I expect you to be kind even when it makes things harder. There will be times when being direct and stating your unvarnished opinion will feel like you are simply being honest, when in fact, your “honesty” is coming from a place of frustration or even anger. Honesty comes first, but you cannot sacrifice respect to serve honesty.
There are times when it is faster to be a little rude, to be a bit of a bully with your opinion to get what you want. It may work in the moment, but it will make later work harder. You cannot get results without other people. Respect and kindness are part of having relationships with other people. Bullying, speaking in anger, or even being subtly coercive with your power as boss, these things degrade the relationship, which steals your future effectiveness.
There are times when we lapse. If that happens even a little bit, no matter how justified it may feel, it is important to recognize the fault in yourself. It is important to make amends through meaningful apologies. It is important to review your behavior to improve your abilities for the future.
Kindness can include directness. When talking about feedback, I often ask people “If you were doing something that your boss didn’t like, would you want to know about it?” It is not unkind to tell someone their results are not up to standard when that is true. Your job, our jobs, are to manage the effectiveness of the people below us. Just as you cannot hide behind honesty to avoid being kind, you cannot hide behind kindness to avoid honest communication. By paying attention to your tone and your phrasing, it is possible and expected of you to provide feedback while being respectful and kind.
Finally, results will not happen without other people’s help. Whether it is the people below you, your peers, or the people above you, respect is the only way to be successful. The further you go in your career the more you will need to rely on relationships to get things done. You can’t ignore other people, or dismiss their opinions, or even be too forceful about your own opinion. People will learn that they don’t want to work with you, and when that happens, you become ineffective. Being right is less important than you think—learning that has been a bit of a journey for me, but it’s true. Knowing the right thing to do is irrelevant if you can’t get it done, and you can’t get things done without other people.
Results:
I expect you to achieve results.
Through the use of honesty and respect, your job is to produce results. I will push you to continue improving. I will ask more of you as time goes on. Since you are a supervisor, I will ask more of you than one person can do. Remember that you get work done through other people. It is your job to determine what work should be done by you and what work should be done by the people below you.
I expect you to come in every day ready to do your best work. I expect you to take care of yourself, and of course your family comes first. I believe that is an important part of being an effective employee.
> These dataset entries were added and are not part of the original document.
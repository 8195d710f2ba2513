/// Wound healing.
pub mod cure;
/// Light-source burn-down.
pub mod light;
/// The sword's warning glow.
pub mod sword;

pub use cure::{CURE_INTERVAL, CureDaemon};
pub use light::{LAMP_STAGES, LightDaemon};
pub use sword::{SwordGlowDaemon, glow_level};
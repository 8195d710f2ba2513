//! Closed flag sets for objects, rooms, and global game state.

use std::fmt;

use bitflags::bitflags;
use serde::{Deserialize, Serialize};

bitflags! {
    /// Capabilities and transient state of a game object.
    #[derive(Debug, Clone, Copy, Default, PartialEq, Eq, Hash, Serialize, Deserialize)]
    #[serde(transparent)]
    pub struct ObjectFlags: u32 {
        /// Can be picked up.
        const TAKEABLE = 1 << 0;
        /// Can hold other objects.
        const CONTAINER = 1 << 1;
        /// Container is currently open.
        const OPEN = 1 << 2;
        /// Can be opened and closed by the player.
        const OPENABLE = 1 << 3;
        /// Contents are visible even when closed.
        const TRANSPARENT = 1 << 4;
        /// Gives light when lit.
        const LIGHT_SOURCE = 1 << 5;
        /// Currently lit (the "on" capability of a light source).
        const LIT = 1 << 6;
        /// Animated by a non-player character.
        const ACTOR = 1 << 7;
        /// Fixed in place.
        const FIXED = 1 << 8;
        /// Has text that can be read.
        const READABLE = 1 << 9;
        /// Usable as a weapon.
        const WEAPON = 1 << 10;
        /// Has been handled by the player. Cleared on death.
        const TOUCHED = 1 << 11;
        /// Not visible to the parser until revealed.
        const INVISIBLE = 1 << 12;
        /// Light source whose fuel is exhausted.
        const BURNED_OUT = 1 << 13;
        /// Objects sit on it rather than in it.
        const SURFACE = 1 << 14;
    }
}

bitflags! {
    /// Static and dynamic properties of a room.
    #[derive(Debug, Clone, Copy, Default, PartialEq, Eq, Hash, Serialize, Deserialize)]
    #[serde(transparent)]
    pub struct RoomFlags: u16 {
        /// Naturally lit.
        const LIT = 1 << 0;
        /// Valid landing point; treasures may be scattered here.
        const LAND = 1 << 1;
        /// Above ground; non-treasures may be scattered here.
        const ABOVE_GROUND = 1 << 2;
        /// Holy ground the thief will not enter.
        const SACRED = 1 << 3;
        /// Part of the thief's roaming range.
        const UNDERGROUND = 1 << 4;
    }
}

/// Quest milestones and other boolean game state.
#[derive(Debug, Clone, Copy, PartialEq, Eq, Hash, PartialOrd, Ord, Serialize, Deserialize)]
#[serde(rename_all = "snake_case")]
pub enum GameFlag {
    /// The troll no longer blocks the passages.
    TrollDefeated,
    /// The thief has been killed.
    ThiefDead,
    /// The rug in the living room has been moved aside.
    RugMoved,
    /// The trap door is open.
    TrapDoorOpen,
    /// The kitchen window is open.
    KitchenWindowOpen,
    /// The grating in the clearing is open.
    GrateOpen,
    /// The player is a spirit wandering after death.
    Ghost,
}

impl fmt::Display for GameFlag {
    fn fmt(&self, f: &mut fmt::Formatter<'_>) -> fmt::Result {
        let name = match self {
            Self::TrollDefeated => "troll-defeated",
            Self::ThiefDead => "thief-dead",
            Self::RugMoved => "rug-moved",
            Self::TrapDoorOpen => "trap-door-open",
            Self::KitchenWindowOpen => "kitchen-window-open",
            Self::GrateOpen => "grate-open",
            Self::Ghost => "ghost",
        };
        f.write_str(name)
    }
}

/// Named numeric game variables.
#[derive(Debug, Clone, Copy, PartialEq, Eq, Hash, PartialOrd, Ord, Serialize, Deserialize)]
#[serde(rename_all = "snake_case")]
pub enum Variable {
    /// Carrying capacity currently allowed to the player.
    LoadAllowed,
    /// Wounds the player has taken and not yet healed.
    Wounds,
    /// Number of objects the thief has stolen.
    ThiefLootCount,
}

impl fmt::Display for Variable {
    fn fmt(&self, f: &mut fmt::Formatter<'_>) -> fmt::Result {
        let name = match self {
            Self::LoadAllowed => "load-allowed",
            Self::Wounds => "wounds",
            Self::ThiefLootCount => "thief-loot-count",
        };
        f.write_str(name)
    }
}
Those who sacrifice their health and their personal relationships become martyrs for their company, and there is no evidence that they produce any better work than those who don’t.
I will ask for evidence of results. Let me be clear here, I am not interested in evidence that you are busy. Being busy and being effective are not the same thing. Do not be surprised when I ask you not only to do a thing, but to report on that thing. If you want to impress me, get in the habit of providing follow ups regardless of whether I ask. Again, however, this is not just about whether you did it, but what result or outcome came from it.
And that is the most important stuff. I know it’s a heavy topic to start out with. Do you have any thoughts or questions?